Tuesday, January 26, 2010

Populism! If You Can Afford It...

A Tea Party convention billed as the coming together of the grass-roots groups that began sprouting up around the country a year ago is unraveling as sponsors and participants pull out to protest its expense and express concerns about "profiteering."

The convention's difficulties highlight the fractiousness of the Tea Party groups, and the considerable suspicions among their members of anything that suggests the establishment.

The convention, to be held in Nashville in early February, made a splash by attracting big-name politicians. (Former Gov. Sarah Palin of Alaska is scheduled to deliver the keynote speech.) But some groups have criticized the cost — $549 per ticket and a $9.95 fee, plus hotel and airfare — as out of reach for the average tea partier. And they have balked at Ms. Palin's speaking fee, which news reports have put at $100,000, a figure that organizers will not confirm or deny.

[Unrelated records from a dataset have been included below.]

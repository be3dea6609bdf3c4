//! Atomic key-value protection store.
//!
//! All three protection mechanisms run on the [`ProtectionStore`] trait. The
//! two backends must be indistinguishable to callers:
//!
//! - concurrent `get_or_create` calls on a fresh key yield exactly one
//!   `created == true`;
//! - record status only moves forward (see [`RecordUpdate`]);
//! - a record past its logical expiry is never returned as live.

mod distributed;
mod local;
mod scripts;

pub use distributed::{DistributedStore, DistributedStoreConfig};
pub use local::{LocalStore, SweeperHandle};

use std::fmt::Debug;
use std::time::Duration;

use async_trait::async_trait;
use serde::{Deserialize, Serialize};

use crate::clock::{deadline_after, millis_of};
use crate::error::StoreResult;
use crate::key::ProtectionKey;
use crate::ratelimit::{RateLimitDecision, WindowRequest};

/// Execution status of an idempotency record.
#[derive(Debug, Clone, Copy, PartialEq, Eq, Hash, Serialize, Deserialize)]
#[serde(rename_all = "SCREAMING_SNAKE_CASE")]
pub enum RecordStatus {
    Executing,
    Success,
    Failed,
}

impl std::fmt::Display for RecordStatus {
    fn fmt(&self, f: &mut std::fmt::Formatter<'_>) -> std::fmt::Result {
        let name = match self {
            RecordStatus::Executing => "EXECUTING",
            RecordStatus::Success => "SUCCESS",
            RecordStatus::Failed => "FAILED",
        };
        f.write_str(name)
    }
}

/// A stored protection record.
///
/// Duplicate-guard windows leave `status` empty; idempotency records always
/// carry one. Timestamps are epoch milliseconds.
#[derive(Debug, Clone, PartialEq, Eq, Serialize, Deserialize)]
pub struct ProtectionRecord {
    #[serde(default)]
    pub status: Option<RecordStatus>,
    pub created_at: i64,
    pub expires_at: i64,
    #[serde(default)]
    pub payload: Option<String>,
    #[serde(default)]
    pub error: Option<String>,
    #[serde(default)]
    pub access_count: u64,
}

impl ProtectionRecord {
    /// A record created at `now_ms` living for `ttl`.
    pub fn new(status: Option<RecordStatus>, now_ms: i64, ttl: Duration) -> Self {
        Self {
            status,
            created_at: now_ms,
            expires_at: deadline_after(now_ms, millis_of(ttl)),
            payload: None,
            error: None,
            access_count: 0,
        }
    }

    pub fn is_live(&self, now_ms: i64) -> bool {
        self.expires_at > now_ms
    }

    /// Milliseconds until expiry, zero if already expired.
    pub fn remaining_ms(&self, now_ms: i64) -> u64 {
        (self.expires_at - now_ms).max(0) as u64
    }
}

/// A data-described record mutation.
///
/// Updates are plain data so the distributed store can run them inside a
/// server-side script. Each variant applies only from one source status,
/// which keeps transitions monotonic.
#[derive(Debug, Clone, PartialEq, Eq, Serialize, Deserialize)]
#[serde(tag = "op", rename_all = "snake_case")]
pub enum RecordUpdate {
    /// EXECUTING -> SUCCESS, optionally caching a result payload
    Complete { payload: Option<String> },
    /// EXECUTING -> FAILED
    Fail { error: String },
    /// FAILED -> EXECUTING with a fresh expiry, for retry-on-failure
    Restart { expires_at: i64 },
}

impl RecordUpdate {
    /// Apply to a live record. Returns whether the record changed.
    pub fn apply(&self, record: &mut ProtectionRecord, now_ms: i64) -> bool {
        match (self, record.status) {
            (RecordUpdate::Complete { payload }, Some(RecordStatus::Executing)) => {
                record.status = Some(RecordStatus::Success);
                record.payload = payload.clone();
                record.error = None;
                true
            }
            (RecordUpdate::Fail { error }, Some(RecordStatus::Executing)) => {
                record.status = Some(RecordStatus::Failed);
                record.error = Some(error.clone());
                true
            }
            (RecordUpdate::Restart { expires_at }, Some(RecordStatus::Failed)) => {
                record.status = Some(RecordStatus::Executing);
                record.created_at = now_ms;
                record.expires_at = *expires_at;
                record.payload = None;
                record.error = None;
                true
            }
            _ => false,
        }
    }
}

/// Result of [`ProtectionStore::compare_and_update`] on a live record.
#[derive(Debug, Clone, PartialEq, Eq)]
pub struct Updated {
    /// The record after the call
    pub record: ProtectionRecord,
    /// Whether this call changed it
    pub applied: bool,
}

/// Atomic operations shared by the protection mechanisms.
#[async_trait]
pub trait ProtectionStore: Send + Sync + Debug {
    /// Short backend name for logs.
    fn backend(&self) -> &'static str;

    /// Install `candidate` unless a live record exists.
    ///
    /// Returns the live record and whether this call created it. A hit
    /// increments the existing record's access counter. `ttl` is the logical
    /// lifetime; backends may retain the entry slightly longer.
    async fn get_or_create(
        &self,
        key: &ProtectionKey,
        candidate: ProtectionRecord,
        ttl: Duration,
    ) -> StoreResult<(ProtectionRecord, bool)>;

    /// Apply `update` to the live record under `key`.
    ///
    /// Returns `None` when there is no live record.
    async fn compare_and_update(
        &self,
        key: &ProtectionKey,
        update: &RecordUpdate,
    ) -> StoreResult<Option<Updated>>;

    /// The live record under `key`, if any.
    async fn get(&self, key: &ProtectionKey) -> StoreResult<Option<ProtectionRecord>>;

    /// Remove `key`. Returns whether anything was removed.
    async fn delete(&self, key: &ProtectionKey) -> StoreResult<bool>;

    /// Whether a live entry exists under `key`.
    async fn exists(&self, key: &ProtectionKey) -> StoreResult<bool>;

    /// Number of entries whose key starts with `prefix` (a trailing `*` is
    /// accepted and ignored).
    async fn count_by_prefix(&self, prefix: &str) -> StoreResult<usize>;

    /// Run one rate limit check atomically against the state under `key`.
    async fn evaluate_window(
        &self,
        key: &ProtectionKey,
        request: &WindowRequest,
    ) -> StoreResult<RateLimitDecision>;

    /// Cheap liveness probe.
    async fn ping(&self) -> StoreResult<()>;
}

/// Normalize a count pattern to a bare prefix.
pub(crate) fn strip_pattern(pattern: &str) -> &str {
    pattern.strip_suffix('*').unwrap_or(pattern)
}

There's a certain irony that a supposed "grass roots movement" would price itself out of hearing the voices of the people it supposedly represents, like working and middle class voters, afraid and angry at the targets of the rhetoric that the real voices represented, the coal and oil industries, the rich and powerful, have been waging.
Interestingly, they have taken a page out of American history: the original Sons of Liberty (you might recall them as the Boston Tea Partiers) were an elitist group of wealthy Northeastern landowners and middle class merchants who were tired of taxation by the British crown.
You know, the liberal coastal elite!
Indeed, the American Revolution, the spawning "Of the people, by the people and for the people", was in reality a movement of the artistocracy in this country, and the laws passed by the Continental Congresses reflected this, particularly when it came to human rights (votes were limited to white males who owned property, as an example).
The SoL did eventually expand their ranks because, let's face facts, a revolution goes nowhere unless it has popular support. Even at its height, the American Revolution had plenty of people, rich and poor, who really preferred to remain status quo. Chapters of the Sons opened in every colony, and recruited a fair number of men (and a few women) to their ranks.
But, I doubt they would have charged the equivalent of $450 to attend a Tea Party!